Time Course Analysis and Mapping of Autographa californica Nuclear Polyhedrosis Virus Transcripts

Abstract

To study the expression of the Autographa californica nuclear polyhedrosis virus (AcNPV) genome, intracellular virus-specific proteins and mRNA were pulsed-labeled, extracted and analyzed at 6 h intervals during the replicative cycle. Most RNA were detected 12-24 h postinfection (p.i.), but many continued to be synthesized until late in infection. Polyhedrin and p8 mRNA were the 2 most abundant late viral RNA transcripts, and they were synthesized at high rates until late in the infection cycle (60 h p.i.). The abundancy control of polyhedrin and p8 polypeptides was considered to be at the level of transcription. Two other major mRNA in infected Spodoptera frugiperda cells were 0.6-kilobase RNA, which was synthesized at its highest rate 12-18 h p.i., and 2.8-kilobase RNA, which was synthesized from 12-48 h p.i. Cytoplasmic polyA-containing RNA was isolated at 6-h intervals and was analyzed by Northern blot hybridization. At least 50 virus RNA transcripts were recognized, sized and mapped onto the genome.
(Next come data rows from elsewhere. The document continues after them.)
impl<F: LogFile> LogSink for FileSink<F> {
    fn append(&mut self, line: &[u8]) -> io::Result<()> {
        if self.poisoned {
            return Err(io::Error::other(
                "log tail is torn from an earlier failed append",
            ));
        }

        let written = self
            .file
            .write_all(line)
            .and_then(|()| self.file.flush())
            .and_then(|()| if self.fsync { self.file.sync_data() } else { Ok(()) });

        match written {
            Ok(()) => {
                self.len += line.len() as u64;
                Ok(())
            }
            Err(err) => {
                // Cut off a torn line so the next append starts clean.
                if let Err(truncate_err) = self.file.set_len(self.len) {
                    self.poisoned = true;
                    error!(
                        len = self.len,
                        error = %truncate_err,
                        "failed to truncate torn log line, refusing further appends"
                    );
                    return Err(io::Error::other(format!(
                        "{err}; truncating the torn line also failed: {truncate_err}"
                    )));
                }
                Err(err)
            }
        }
    }
}

/// Whether a non-empty file stops partway through a line.
fn ends_unterminated(mut file: &File, len: u64) -> io::Result<bool> {
    if len == 0 {
        return Ok(false);
    }
    let mut last = [0u8; 1];
    file.seek(SeekFrom::End(-1))?;
    file.read_exact(&mut last)?;
    Ok(last[0] != b'\n')
}

/// The index plus the open log, shared by the repository and its delete
/// pipeline.
pub(crate) struct LogStore {
    index: MemoryIndex,
    sink: Mutex<Option<Box<dyn LogSink>>>,
    path: PathBuf,
}

impl LogStore {
    pub(crate) fn new(index: MemoryIndex, sink: Box<dyn LogSink>, path: PathBuf) -> Self {
        Self {
            index,
            sink: Mutex::new(Some(sink)),
            path,
        }
    }

    fn append(&self, mutation: &Mutation) -> Result<()> {
        let line = encode(mutation)?;
        let mut sink = self.sink.lock();
        let Some(sink) = sink.as_mut() else {
            return Err(StorageError::LogWrite(format!(
                "{} is closed",
                self.path.display()
            )));
        };
        sink.append(&line)
            .map_err(|e| StorageError::LogWrite(format!("{}: {e}", self.path.display())))
    }

    fn user_create(&self, user: User) -> Result<User> {
        let mut state = self.index.write();
        let user = state.insert_user(user)?;
        if let Err(err) = self.append(&Mutation::UserCreate(user)) {
            state.remove_user(user.id);
            return Err(err);
        }
        Ok(user)
    }

    fn short_url_create(&self, short_url: ShortUrl) -> Result<()> {
        let mut state = self.index.write();
        let id = short_url.id.clone();
        let mutation = Mutation::ShortUrlCreate(short_url.clone());
        let displaced = state.insert_short_url(short_url)?;
        if let Err(err) = self.append(&mutation) {
            state.remove_short_url(&id, displaced);
            return Err(err);
        }
        Ok(())
    }

    fn close(&self) {
        if self.sink.lock().take().is_some() {
            debug!(path = %self.path.display(), "closed log");
        }
    }
}

#[async_trait]
impl SoftDelete for LogStore {
    async fn soft_delete(&self, owner_id: UserId, ids: &[String]) -> Result<Vec<String>> {
        let mut state = self.index.write();
        let flipped = state.soft_delete(owner_id, ids);
        if flipped.is_empty() {
            return Ok(flipped);
        }

        let mutation = Mutation::ShortUrlDelete {
            owner_id,
            ids: flipped.clone(),
        };
        if let Err(err) = self.append(&mutation) {
            state.restore(&flipped);
            return Err(err);
        }
        Ok(flipped)
    }
}

/// Applies one replayed mutation. Anything the index rejects aborts replay.
fn replay(state: &mut IndexState, line_no: usize, mutation: Mutation) -> Result<()> {
    match mutation {
        Mutation::UserCreate(user) => state.insert_user(user).map(|_| ()),
        Mutation::ShortUrlCreate(short_url) => state.insert_short_url(short_url).map(|_| ()),
        Mutation::ShortUrlDelete { owner_id, ids } => {
            let flipped = state.soft_delete(owner_id, &ids);
            if flipped.len() != ids.len() {
                return Err(StorageError::LogStructure(format!(
                    "line {line_no}: delete of {} id(s) by user {owner_id} only matched {}",
                    ids.len(),
                    flipped.len()
                )));
            }
            Ok(())
        }
    }
}

fn load(file: &File, path: &Path) -> Result<MemoryIndex> {
    let index = MemoryIndex::new();
    {
        let mut state = index.write();
        for (n, line) in BufReader::new(file).lines().enumerate() {
            let line_no = n + 1;
            let line = line.map_err(|e| {
                StorageError::LogRead(format!("{}: line {line_no}: {e}", path.display()))
            })?;
            if line.trim().is_empty() {
                continue;
            }
            let mutation = decode_line(line_no, &line)?;
            replay(&mut state, line_no, mutation)?;
        }

        debug!(
            path = %path.display(),
            users = state.user_count(),
            short_urls = state.short_url_count(),
            "replayed log"
        );
    }
    Ok(index)
}

/// Durable repository: a [`MemoryIndex`] kept in lockstep with an append-only
/// log file.
///
/// The file must not be opened for writing by any other process while this
/// repository is alive.
#[derive(Clone)]
pub struct LogRepository {
    store: Arc<LogStore>,
    pipeline: DeletePipeline<LogStore>,
}

impl std::fmt::Debug for LogRepository {
    fn fmt(&self, f: &mut std::fmt::Formatter<'_>) -> std::fmt::Result {
        f.debug_struct("LogRepository")
            .field("path", &self.store.path)
            .field("pipeline", &self.pipeline)
            .finish()
    }
}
Six RNA hybridized to EcoRI-H, -I and -J, and HindIII-Q AcNPV DNA restriction fragments, 7 RNA hybridized to EcoRI-B and -D DNA fragments, 5 RNA hybridized to EcoRI-A and -E regions of the genome, 4 RNA hybridized to EcoRI-C and -N DNA fragments and 1 RNA species hybridized to EcoRI-O AcNPV DNA. A transcription map of the AcNPV genome was constructed, and the data were correlated with previously published translation maps.